## Work item
Your response should consist of the lines below, printed exactly.

─── Data for this exercise

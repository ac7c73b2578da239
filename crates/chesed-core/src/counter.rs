//! The shared "ideas generated" counter.
//!
//! Increments are a single compare-and-swap against the store: the write only
//! lands if the count is still the value the caller last saw. A lost race
//! drops that increment; there is no retry.

use chrono::{DateTime, Utc};
use serde::{Deserialize, Serialize};

use crate::error::ChesedResult;
use crate::store::IdeaStore;

/// Counter row.
#[derive(Debug, Clone, Default, PartialEq, Eq, Serialize, Deserialize)]
pub struct Counter {
    pub count: i64,
    #[serde(default, deserialize_with = "crate::timestamp::deserialize_opt")]
    pub last_updated: Option<DateTime<Utc>>,
}

impl Counter {
    pub fn new(count: i64) -> Self {
        Self {
            count,
            last_updated: None,
        }
    }

    /// The row that follows this one, stamped now.
    pub fn next(&self) -> Self {
        Self {
            count: self.count + 1,
            last_updated: Some(Utc::now()),
        }
    }
}

/// Result of one increment attempt.
#[derive(Debug, Clone, Copy, PartialEq, Eq)]
pub enum IncrementOutcome {
    /// The store now holds this count
    Applied(i64),
    /// Someone else changed the count first; nothing was written
    Conflict,
}

/// Increment from a count the caller already holds.
pub async fn increment_from(store: &dyn IdeaStore, observed: i64) -> ChesedResult<IncrementOutcome> {
    let next = Counter::new(observed).next();
    if store.update_counter_if(observed, &next).await? {
        tracing::debug!(count = next.count, "Counter incremented");
        Ok(IncrementOutcome::Applied(next.count))
    } else {
        tracing::debug!(observed, "Counter changed underneath us; increment dropped");
        Ok(IncrementOutcome::Conflict)
    }
}

/// Read the counter, then increment from what was read.
pub async fn increment(store: &dyn IdeaStore) -> ChesedResult<IncrementOutcome> {
    let current = store.fetch_counter().await?;
    increment_from(store, current.count).await
}

#[cfg(test)]
mod tests {
    use super::*;
    use crate::store::MemoryStore;

    #[test]
    fn test_next_stamps_time() {
        let next = Counter::new(41).next();
        assert_eq!(next.count, 42);
        assert!(next.last_updated.is_some());
    }

    #[test]
    fn test_missing_timestamp_deserializes() {
        let counter: Counter = serde_json::from_str(r#"{"count": 12}"#).unwrap();
        assert_eq!(counter, Counter::new(12));
    }

    #[tokio::test]
    async fn test_increment_reads_then_writes() {
        let store = MemoryStore::with_counter(9);
        assert_eq!(increment(&store).await.unwrap(), IncrementOutcome::Applied(10));
        assert_eq!(store.fetch_counter().await.unwrap().count, 10);
    }

    #[tokio::test]
    async fn test_stale_observation_is_a_conflict() {
        let store = MemoryStore::with_counter(5);

        assert_eq!(increment_from(&store, 3).await.unwrap(), IncrementOutcome::Conflict);
        assert_eq!(store.fetch_counter().await.unwrap().count, 5);
    }
}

──────

## Response box
repository ac7c73b2578da239
filename crates/chesed-core/src/counter.rs
//! The shared "ideas generated" counter.
//!
//! Increments are a single compare-and-swap against the store: the write only
//! lands if the count is still the value the caller last saw. A lost race
//! drops that increment; there is no retry.

use chrono::{DateTime, Utc};
use serde::{Deserialize, Serialize};

use crate::error::ChesedResult;
use crate::store::IdeaStore;

/// Counter row.
#[derive(Debug, Clone, Default, PartialEq, Eq, Serialize, Deserialize)]
pub struct Counter {
    pub count: i64,
    #[serde(default, deserialize_with = "crate::timestamp::deserialize_opt")]
    pub last_updated: Option<DateTime<Utc>>,
}

impl Counter {
    pub fn new(count: i64) -> Self {
        Self {
            count,
            last_updated: None,
        }
    }

    /// The row that follows this one, stamped now.
    pub fn next(&self) -> Self {
        Self {
            count: self.count + 1,
            last_updated: Some(Utc::now()),
        }
    }
}

/// Result of one increment attempt.
#[derive(Debug, Clone, Copy, PartialEq, Eq)]
pub enum IncrementOutcome {
    /// The store now holds this count
    Applied(i64),
    /// Someone else changed the count first; nothing was written
    Conflict,
}

/// Increment from a count the caller already holds.
pub async fn increment_from(store: &dyn IdeaStore, observed: i64) -> ChesedResult<IncrementOutcome> {
    let next = Counter::new(observed).next();
    if store.update_counter_if(observed, &next).await? {
        tracing::debug!(count = next.count, "Counter incremented");
        Ok(IncrementOutcome::Applied(next.count))
    } else {
        tracing::debug!(observed, "Counter changed underneath us; increment dropped");
        Ok(IncrementOutcome::Conflict)
    }
}

/// Read the counter, then increment from what was read.
pub async fn increment(store: &dyn IdeaStore) -> ChesedResult<IncrementOutcome> {
    let current = store.fetch_counter().await?;
    increment_from(store, current.count).await
}

#[cfg(test)]
mod tests {
    use super::*;
    use crate::store::MemoryStore;

    #[test]
    fn test_next_stamps_time() {
        let next = Counter::new(41).next();
        assert_eq!(next.count, 42);
        assert!(next.last_updated.is_some());
    }

    #[test]
    fn test_missing_timestamp_deserializes() {
        let counter: Counter = serde_json::from_str(r#"{"count": 12}"#).unwrap();
        assert_eq!(counter, Counter::new(12));
    }

    #[tokio::test]
    async fn test_increment_reads_then_writes() {
        let store = MemoryStore::with_counter(9);
        assert_eq!(increment(&store).await.unwrap(), IncrementOutcome::Applied(10));
        assert_eq!(store.fetch_counter().await.unwrap().count, 10);
    }

    #[tokio::test]
    async fn test_stale_observation_is_a_conflict() {
        let store = MemoryStore::with_counter(5);

        assert_eq!(increment_from(&store, 3).await.unwrap(), IncrementOutcome::Conflict);
        assert_eq!(store.fetch_counter().await.unwrap().count, 5);
    }
}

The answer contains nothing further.